Preeclampsia is a masterclass in long-term collateral damage, leaving behind a sobering legacy of elevated risks for both mother and child that echo far beyond the final push of labor.

Risk Factors

  • Maternal age >35 years increases risk by 1.5-2 fold.
  • Nulliparity raises preeclampsia risk 2-3 times.
  • Obesity (BMI ≥30) triples preeclampsia risk.
  • Chronic hypertension multiplies risk by 5-10 times.
  • Diabetes (pregestational) increases risk 4-fold.
  • Multiple gestation doubles to quadruples risk.
  • Family history of preeclampsia raises risk 2-4 times.
  • Black race/ethnicity has 1.5-2 times higher risk.
  • Previous preeclampsia history: 15-20% recurrence risk.
  • Autoimmune diseases like lupus raise risk 5-10 times.
  • Smoking decreases preeclampsia risk by 20-30%.
  • Partner with previous preeclamptic pregnancy: 2-fold risk increase.

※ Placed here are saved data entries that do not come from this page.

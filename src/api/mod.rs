//! Host-facing engine facade and its serializable configuration.

mod engine;
mod engine_config;
mod json_contract;

pub use engine::PlotEngine;
pub use engine_config::PlotEngineConfig;
pub use json_contract::{ENGINE_CONFIG_JSON_SCHEMA_V1, PlotEngineConfigJsonContractV1};
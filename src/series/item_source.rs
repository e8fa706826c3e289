use std::fmt;
use std::sync::Arc;

/// External data mapped into a series' native point type.
///
/// The mapping is re-evaluated whenever the owning series refreshes its data.
#[derive(Clone)]
pub struct ItemsSource<P> {
    load: Arc<dyn Fn() -> Vec<P> + Send + Sync>,
}

impl<P> ItemsSource<P> {
    /// Maps a fixed item list with `mapping`.
    pub fn from_items<T>(items: Vec<T>, mapping: impl Fn(&T) -> P + Send + Sync + 'static) -> Self
    where
        T: Send + Sync + 'static,
    {
        Self {
            load: Arc::new(move || items.iter().map(&mapping).collect()),
        }
    }

    /// Pulls points from `loader` on every refresh.
    pub fn from_fn(loader: impl Fn() -> Vec<P> + Send + Sync + 'static) -> Self {
        Self {
            load: Arc::new(loader),
        }
    }

    #[must_use]
    pub fn load(&self) -> Vec<P> {
        (self.load)()
    }
}

impl<P> fmt::Debug for ItemsSource<P> {
    fn fmt(&self, f: &mut fmt::Formatter<'_>) -> fmt::Result {
        f.write_str("ItemsSource(<fn>)")
    }
}

#[cfg(test)]
mod tests {
    use super::*;
    use crate::core::DataPoint;

    struct Reading {
        minute: u32,
        celsius: f64,
    }

    #[test]
    fn mapping_is_applied_per_item() {
        let source = ItemsSource::from_items(
            vec![
                Reading {
                    minute: 1,
                    celsius: 20.5,
                },
                Reading {
                    minute: 2,
                    celsius: 21.0,
                },
            ],
            |reading| DataPoint::new(f64::from(reading.minute), reading.celsius),
        );
        assert_eq!(
            source.load(),
            vec![DataPoint::new(1.0, 20.5), DataPoint::new(2.0, 21.0)]
        );
    }
}
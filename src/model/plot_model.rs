use ordered_float::OrderedFloat;
use tracing::{debug, trace};

use crate::core::axis::{Axis, AxisPosition};
use crate::core::types::{PlotRect, ScreenPoint, Thickness, Viewport};
use crate::error::{PlotError, PlotResult};
use crate::extensions::{Annotation, AnnotationLayer};
use crate::render::{Color, RenderContext, StrokeStyle, TextHAlign, TextStyle, TextVAlign};
use crate::series::{
    AxisBinding, ColorAxisUsage, Series, SeriesAxes, TrackerHitResult, ValueDomain,
};

use super::axis_registry::{AxisId, AxisRegistry, AxisRole};
use super::axis_rendering::{render_axis, render_gridlines, render_polar_axes};
use super::default_styles::DefaultStyles;
use super::layout::{self, PlotLayout};
use super::legend::{LegendOptions, render_legend};

/// Axis ids resolved for one series or annotation binding.
#[derive(Debug, Clone, Copy, Default, PartialEq, Eq)]
pub struct ResolvedAxes {
    pub x: Option<AxisId>,
    pub y: Option<AxisId>,
    pub color: Option<AxisId>,
}

/// Aggregate of axes, series and annotations for one plot.
///
/// [`PlotModel::update`] aggregates series extents into axis ranges and
/// [`PlotModel::render`] lays out and draws everything; hit testing uses the
/// transforms of the last render.
#[derive(Debug)]
pub struct PlotModel {
    pub title: Option<String>,
    pub subtitle: Option<String>,
    pub title_font_size: f64,
    pub subtitle_font_size: f64,
    pub text_color: Color,
    /// Space between the viewport edge and everything drawn.
    pub padding: Thickness,
    /// Space between the plot bounds and the plot area; NaN sides are sized
    /// from axis labels and titles.
    pub plot_margins: Thickness,
    pub background: Color,
    pub plot_area_background: Color,
    pub plot_area_border: Color,
    pub plot_area_border_thickness: f64,
    pub legend: LegendOptions,
    axes: AxisRegistry,
    series: Vec<Box<dyn Series>>,
    annotations: Vec<Box<dyn Annotation>>,
    styles: DefaultStyles,
    layout: PlotLayout,
}
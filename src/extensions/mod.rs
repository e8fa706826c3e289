//! Decorations drawn with the series and observer hooks for the engine.

pub mod annotations;
pub mod plugins;

pub use annotations::{
    Annotation, AnnotationLayer, LineAnnotation, LineAnnotationType, RectangleAnnotation,
    TextAnnotation,
};
pub use plugins::{PlotContext, PlotEvent, PlotPlugin};
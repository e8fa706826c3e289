//! xyplot: axes, series and a plot model for 2D charts.
//!
//! Axes turn data values into screen coordinates and generate ticks; series
//! compute extents, draw through an abstract [`render::RenderContext`] and
//! answer nearest-point queries with the same transforms they render with.
//! [`model::PlotModel`] wires series to axes by key and runs the update,
//! layout and render passes; [`api::PlotEngine`] adds pointer interaction on
//! top of a [`render::Renderer`] backend.

pub mod api;
pub mod core;
pub mod error;
pub mod extensions;
pub mod interaction;
pub mod model;
pub mod render;
pub mod series;
pub mod telemetry;

pub use api::{PlotEngine, PlotEngineConfig};
pub use error::{PlotError, PlotResult};
pub use model::PlotModel;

  • Short interpregnancy interval (<2 years) increases risk 1.5 times.
  • Assisted reproductive technology (ART) pregnancies: 1.75 relative risk.

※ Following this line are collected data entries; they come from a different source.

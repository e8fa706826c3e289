use serde::{Deserialize, Serialize};

use crate::core::types::{PlotRect, ScreenPoint};
use crate::render::{Color, RenderContext, StrokeStyle, TextHAlign, TextStyle, TextVAlign};
use crate::series::Series;

/// Corner of the plot area the legend box is anchored to.
#[derive(Debug, Clone, Copy, PartialEq, Eq, Default, Serialize, Deserialize)]
pub enum LegendPosition {
    #[default]
    TopRight,
    TopLeft,
    BottomRight,
    BottomLeft,
}

#[derive(Debug, Clone, Copy, PartialEq, Serialize, Deserialize)]
pub struct LegendOptions {
    pub is_visible: bool,
    pub position: LegendPosition,
    pub font_size: f64,
    pub symbol_width: f64,
    pub padding: f64,
    /// Distance between the legend box and the plot-area edges.
    pub margin: f64,
    pub background: Color,
    pub border: Color,
    pub text_color: Color,
}

impl Default for LegendOptions {
    fn default() -> Self {
        Self {
            is_visible: true,
            position: LegendPosition::TopRight,
            font_size: 12.0,
            symbol_width: 16.0,
            padding: 6.0,
            margin: 8.0,
            background: Color::rgba(1.0, 1.0, 1.0, 0.8),
            border: Color::GRAY,
            text_color: Color::BLACK,
        }
    }
}

/// Draws one row per visible titled series.
pub(crate) fn render_legend(
    ctx: &mut dyn RenderContext,
    series: &[Box<dyn Series>],
    options: &LegendOptions,
    plot_area: PlotRect,
) {
    if !options.is_visible {
        return;
    }
    let entries: Vec<(&dyn Series, &str)> = series
        .iter()
        .filter(|series| series.is_visible())
        .filter_map(|series| series.title().map(|title| (series.as_ref(), title)))
        .collect();
    if entries.is_empty() {
        return;
    }

    let style = TextStyle::new(options.font_size, options.text_color)
        .aligned(TextHAlign::Left, TextVAlign::Middle);
    let text_width = entries
        .iter()
        .map(|(_, title)| ctx.measure_text(title, &style).x)
        .fold(0.0, f64::max);
    let row_height = options.font_size * 1.4;
    let width = options.padding * 3.0 + options.symbol_width + text_width;
    let height = options.padding * 2.0 + row_height * entries.len() as f64;

    let left = match options.position {
        LegendPosition::TopRight | LegendPosition::BottomRight => {
            plot_area.right() - options.margin - width
        }
        LegendPosition::TopLeft | LegendPosition::BottomLeft => plot_area.left + options.margin,
    };
    let top = match options.position {
        LegendPosition::TopRight | LegendPosition::TopLeft => plot_area.top + options.margin,
        LegendPosition::BottomRight | LegendPosition::BottomLeft => {
            plot_area.bottom() - options.margin - height
        }
    };

    ctx.draw_rectangle(
        PlotRect::new(left, top, width, height),
        options.background,
        &StrokeStyle::solid(options.border, 1.0),
    );
    for (row, (series, title)) in entries.into_iter().enumerate() {
        let row_top = top + options.padding + row_height * row as f64;
        let symbol_area = PlotRect::new(left + options.padding, row_top, options.symbol_width, row_height);
        series.render_legend(ctx, symbol_area);
        let anchor = ScreenPoint::new(symbol_area.right() + options.padding, row_top + row_height * 0.5);
        ctx.draw_text(anchor, title, &style);
    }
}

  • Gestational diabetes adds 1.5-2 fold risk.
  • Renal disease history: 20-30% preeclampsia incidence.
  • Thrombophilias (e.g., factor V Leiden) increase risk 1.5-2 times.

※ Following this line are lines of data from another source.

use approx::assert_abs_diff_eq;
use xyplot::PlotError;
use xyplot::core::{Axis, AxisPosition, DataPoint, PlotRect, ScreenPoint, Viewport};
use xyplot::render::{Color, MarkerType, Palette, RenderFrame, StrokeStyle};
use xyplot::series::{
    AxisDomain, BarItem, BarSeries, BinningOptions, BinningOutlierMode, BoxPlotItem, BoxPlotSeries,
    HeatMapSeries, HistogramItem, HistogramSeries, ItemsSource, LineSeries, PieSeries, PieSlice, RectangleItem,
    RectangleSeries, ScatterPoint, ScatterSeries, Series, SeriesAxes, ValueDomain,
    collect_histogram,
};

const AREA: PlotRect = PlotRect::new(0.0, 0.0, 100.0, 100.0);

fn prepared(mut axis: Axis) -> Axis {
    axis.update_actual_max_min().expect("actual range");
    axis.update_transform(AREA).expect("transform");
    axis.update_intervals();
    axis
}

fn cartesian(x: (f64, f64), y: (f64, f64)) -> (Axis, Axis) {
    (
        prepared(Axis::linear(AxisPosition::Bottom).with_range(x.0, x.1)),
        prepared(Axis::linear(AxisPosition::Left).with_range(y.0, y.1)),
    )
}

fn frame() -> RenderFrame {
    RenderFrame::new(Viewport::new(100, 100))
}

fn points(values: &[(f64, f64)]) -> Vec<DataPoint> {
    values.iter().map(|&(x, y)| DataPoint::new(x, y)).collect()
}

#[test]
fn line_breaks_at_undefined_points() {
    let (x, y) = cartesian((0.0, 2.0), (0.0, 2.0));
    let axes = SeriesAxes::new(Some(&x), Some(&y), AREA);

    let mut series = LineSeries::new()
        .with_points(points(&[(0.0, 0.0), (1.0, f64::NAN), (2.0, 2.0)]))
        .with_markers(MarkerType::Square, 2.0);
    series.update_max_min(ValueDomain::default());
    let mut frame = frame();
    series.render(&mut frame, &axes).expect("render");
    // Both runs hold a single point, so nothing spans the gap.
    assert_eq!(frame.lines().count(), 0);
    let markers: Vec<ScreenPoint> = frame
        .markers()
        .flat_map(|(points, _)| points.iter().copied())
        .collect();
    assert_eq!(
        markers,
        vec![ScreenPoint::new(0.0, 100.0), ScreenPoint::new(100.0, 0.0)]
    );

    let mut broken = series.with_broken_line(StrokeStyle::solid(Color::GRAY, 1.0));
    broken.update_max_min(ValueDomain::default());
    let mut frame = self::frame();
    broken.render(&mut frame, &axes).expect("render");
    let lines: Vec<_> = frame.lines().collect();
    assert_eq!(lines.len(), 1);
    assert_eq!(lines[0].1.color, Color::GRAY);
    assert_eq!(
        lines[0].0,
        &[ScreenPoint::new(0.0, 100.0), ScreenPoint::new(100.0, 0.0)]
    );
}

#[test]
fn line_draws_one_polyline_per_defined_run() {
    let (x, y) = cartesian((0.0, 4.0), (0.0, 4.0));
    let axes = SeriesAxes::new(Some(&x), Some(&y), AREA);

    let mut series = LineSeries::new().with_points(points(&[
        (0.0, 0.0),
        (1.0, 1.0),
        (2.0, f64::NAN),
        (3.0, 3.0),
        (4.0, 4.0),
    ]));
    series.update_max_min(ValueDomain::default());
    let mut plain = frame();
    series.render(&mut plain, &axes).expect("render");
    let lines: Vec<_> = plain.lines().collect();
    assert_eq!(lines.len(), 2);
    assert_eq!(lines[0].0.len(), 2);

    let mut broken = series
        .clone()
        .with_broken_line(StrokeStyle::solid(Color::GRAY, 1.0))
        .with_markers(MarkerType::Circle, 3.0);
    broken.update_max_min(ValueDomain::default());
    let mut frame = frame();
    broken.render(&mut frame, &axes).expect("render");
    assert_eq!(frame.lines().count(), 3);
    let markers: usize = frame.markers().map(|(points, _)| points.len()).sum();
    assert_eq!(markers, 4);
}

#[test]
fn line_extents_skip_undefined_points() {
    let mut series = LineSeries::new().with_points(points(&[
        (0.0, 5.0),
        (f64::NAN, 100.0),
        (3.0, f64::INFINITY),
        (2.0, -1.0),
    ]));
    series.update_max_min(ValueDomain::default());
    let extents = series.extents();
    assert_eq!(extents.x, Some((0.0, 2.0)));
    assert_eq!(extents.y, Some((-1.0, 5.0)));
}

#[test]
fn line_nearest_point_can_interpolate() {
    let (x, y) = cartesian((0.0, 10.0), (0.0, 10.0));
    let axes = SeriesAxes::new(Some(&x), Some(&y), AREA);
    let mut series = LineSeries::new().with_points(points(&[(0.0, 0.0), (10.0, 10.0)]));
    series.update_max_min(ValueDomain::default());

    let query = ScreenPoint::new(50.0, 40.0);
    let snapped = series.get_nearest_point(query, false, &axes).expect("hit");
    assert_eq!(snapped.index, 0.0);

    let hit = series.get_nearest_point(query, true, &axes).expect("interpolated hit");
    assert_abs_diff_eq!(hit.index, 0.55, epsilon = 1e-9);
    assert_abs_diff_eq!(hit.data_point.x, 5.5, epsilon = 1e-9);
    assert_abs_diff_eq!(hit.data_point.y, 5.5, epsilon = 1e-9);
}

#[test]
fn interpolated_hit_falls_back_to_isolated_points() {
    let (x, y) = cartesian((0.0, 4.0), (0.0, 4.0));
    let axes = SeriesAxes::new(Some(&x), Some(&y), AREA);
    let mut series = LineSeries::new().with_points(points(&[
        (0.0, 0.0),
        (1.0, f64::NAN),
        (2.0, 2.0),
        (3.0, f64::NAN),
        (4.0, 4.0),
    ]));
    series.update_max_min(ValueDomain::default());

    let query = x.transform_point(2.0, 2.0, &y);
    let snapped = series.get_nearest_point(query, false, &axes).expect("hit");
    let interpolated = series.get_nearest_point(query, true, &axes).expect("interpolated hit");
    assert_eq!(interpolated.data_point, DataPoint::new(2.0, 2.0));
    assert_eq!(interpolated.index, 2.0);
    assert_eq!(interpolated.data_point, snapped.data_point);
}

#[test]
fn line_extents_drop_points_outside_the_axis_domain() {
    let mut series = LineSeries::new().with_points(points(&[(-50.0, -1.0), (2.0, 5.0), (3.0, 100.0)]));
    series.update_max_min(ValueDomain {
        y: AxisDomain::Positive,
        ..ValueDomain::default()
    });
    let extents = series.extents();
    assert_eq!(extents.x, Some((2.0, 3.0)));
    assert_eq!(extents.y, Some((5.0, 100.0)));

    let mut scatter = ScatterSeries::new().with_points([
        ScatterPoint::new(-1.0, 1.0),
        ScatterPoint::new(4.0, 2.0),
    ]);
    scatter.update_max_min(ValueDomain {
        x: AxisDomain::Positive,
        ..ValueDomain::default()
    });
    assert_eq!(scatter.extents().x, Some((4.0, 4.0)));
    assert_eq!(scatter.extents().y, Some((2.0, 2.0)));
}

#[test]
fn line_without_resolved_axes_reports_no_hit() {
    let (x, _) = cartesian((0.0, 1.0), (0.0, 1.0));
    let axes = SeriesAxes::new(Some(&x), None, AREA);
    let series = LineSeries::new().with_points(points(&[(0.0, 0.0), (1.0, 1.0)]));
    assert!(series.get_nearest_point(ScreenPoint::new(0.0, 0.0), false, &axes).is_none());
    assert!(matches!(
        series.render(&mut frame(), &axes),
        Err(PlotError::UnresolvedAxis { role: "y", .. })
    ));
}

#[test]
fn items_source_is_reloaded_on_update() {
    let mut series = LineSeries::new().with_items_source(ItemsSource::from_items(
        vec![(0.0, 1.0), (1.0, 2.0), (2.0, 4.0)],
        |&(x, y): &(f64, f64)| DataPoint::new(x, y * 10.0),
    ));
    series.update_data();
    series.update_max_min(ValueDomain::default());
    assert_eq!(series.points().len(), 3);
    assert_eq!(series.extents().y, Some((10.0, 40.0)));
}

#[test]
fn scatter_nearest_point_picks_closest_marker() {
    let (x, y) = cartesian((0.0, 10.0), (0.0, 10.0));
    let axes = SeriesAxes::new(Some(&x), Some(&y), AREA);
    let mut series = ScatterSeries::new().with_points([
        ScatterPoint::new(0.0, 0.0),
        ScatterPoint::new(10.0, 10.0),
        ScatterPoint::new(5.0, 5.0),
    ]);
    series.update_max_min(ValueDomain::default());

    let query = x.transform_point(9.0, 9.0, &y);
    let hit = series.get_nearest_point(query, false, &axes).expect("hit");
    assert_eq!(hit.data_point, DataPoint::new(10.0, 10.0));
    assert_eq!(hit.index, 1.0);
}

#[test]
fn scatter_colors_points_through_color_axis() {
    let (x, y) = cartesian((0.0, 10.0), (0.0, 10.0));
    let palette = Palette::new(vec![Color::rgb(1.0, 0.0, 0.0), Color::rgb(0.0, 0.0, 1.0)]);
    let mut color = Axis::linear_color(palette).with_range(0.0, 1.0);
    color.update_actual_max_min().expect("color range");
    let axes = SeriesAxes::new(Some(&x), Some(&y), AREA).with_color_axis(Some(&color));

    let mut series = ScatterSeries::new().with_points([
        ScatterPoint::with_value(1.0, 1.0, f64::NAN, 0.1),
        ScatterPoint::with_value(2.0, 2.0, f64::NAN, 0.9),
        ScatterPoint::with_value(3.0, 3.0, f64::NAN, 0.2),
        ScatterPoint::with_value(4.0, 4.0, f64::NAN, f64::NAN),
    ]);
    series.update_max_min(ValueDomain::default());
    assert_eq!(series.extents().value, Some((0.1, 0.9)));

    let mut frame = frame();
    series.render(&mut frame, &axes).expect("render");
    let batches: Vec<_> = frame.markers().map(|(points, style)| (points.len(), style.fill)).collect();
    assert_eq!(
        batches,
        vec![(2, Color::rgb(1.0, 0.0, 0.0)), (1, Color::rgb(0.0, 0.0, 1.0))]
    );
}

#[test]
fn bars_are_drawn_per_category_and_hit_by_containment() {
    let x = prepared(Axis::category(AxisPosition::Bottom, ["a", "b", "c"]));
    let y = prepared(Axis::linear(AxisPosition::Left).with_range(0.0, 4.0));
    let axes = SeriesAxes::new(Some(&x), Some(&y), AREA);
    let mut series = BarSeries::new().with_values([1.0, 2.0, 3.0]);
    series.update_max_min(ValueDomain::default());
    assert_eq!(series.extents().x, Some((0.0, 2.0)));
    assert_eq!(series.extents().y, Some((0.0, 3.0)));

    let mut frame = frame();
    series.render(&mut frame, &axes).expect("render");
    assert_eq!(frame.rectangles().count(), 3);

    let query = x.transform_point(1.0, 1.0, &y);
    let hit = series.get_nearest_point(query, false, &axes).expect("hit");
    assert_eq!(hit.index, 1.0);
    assert_eq!(hit.value, Some(2.0));
    assert!(series.get_nearest_point(x.transform_point(1.0, 3.5, &y), false, &axes).is_none());
}

#[test]
fn bar_series_sharing_an_axis_sit_side_by_side() {
    let x = prepared(Axis::category(AxisPosition::Bottom, ["a"]));
    let y = prepared(Axis::linear(AxisPosition::Left).with_range(0.0, 4.0));
    let axes = SeriesAxes::new(Some(&x), Some(&y), AREA);

    let mut first = BarSeries::new().with_items([BarItem::at(0, 2.0)]);
    let mut second = BarSeries::new().with_items([BarItem::at(0, 3.0)]);
    first.set_category_slot(0, 2);
    second.set_category_slot(1, 2);

    let mut frame = frame();
    first.render(&mut frame, &axes).expect("first");
    second.render(&mut frame, &axes).expect("second");
    let rects: Vec<PlotRect> = frame.rectangles().map(|(rect, _)| rect).collect();
    assert_eq!(rects.len(), 2);
    assert!(rects[0].right() <= rects[1].left + 1e-9);
}

#[test]
fn histogram_areas_are_shares_of_counted_samples() {
    let bins = collect_histogram(&[0.5, 1.5, 1.6, 2.0, f64::NAN], &[0.0, 1.0, 2.0], BinningOptions::default())
        .expect("bins");
    assert_eq!(bins.iter().map(|bin| bin.count).collect::<Vec<_>>(), vec![1, 3]);
    assert_abs_diff_eq!(bins[0].area, 0.25);
    assert_abs_diff_eq!(bins[1].height(), 0.75);

    let rejected = collect_histogram(&[5.0], &[0.0, 1.0], BinningOptions::default());
    assert!(matches!(rejected, Err(PlotError::InvalidData(_))));

    let counted = collect_histogram(
        &[0.5, 5.0],
        &[0.0, 1.0],
        BinningOptions {
            outlier_mode: BinningOutlierMode::CountOutliers,
            ..BinningOptions::default()
        },
    )
    .expect("bins");
    assert_abs_diff_eq!(counted[0].area, 0.5);

    assert!(collect_histogram(&[0.5], &[1.0, 0.0], BinningOptions::default()).is_err());
}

  • High altitude living (>2500m) doubles risk.
  • Low socioeconomic status correlates with 1.5 times higher risk.
  • BMI 25-29.9: 1.7 relative risk for preeclampsia.
  • BMI ≥35: 4.2 relative risk.
  • Antiphospholipid syndrome: 40-50% risk.
  • Prior fetal growth restriction: 2-3 fold risk.
  • Hydrops fetalis history increases risk.
  • Interleukin-6 gene polymorphism raises risk 2-fold.

Risk Factors Interpretation

While motherhood is a masterpiece of biology, the statistics suggest it's best started on a fresh, healthy canvas free of certain prior sketches, invasive editors, or a high-stakes plot inherited from your family or partner's backstory.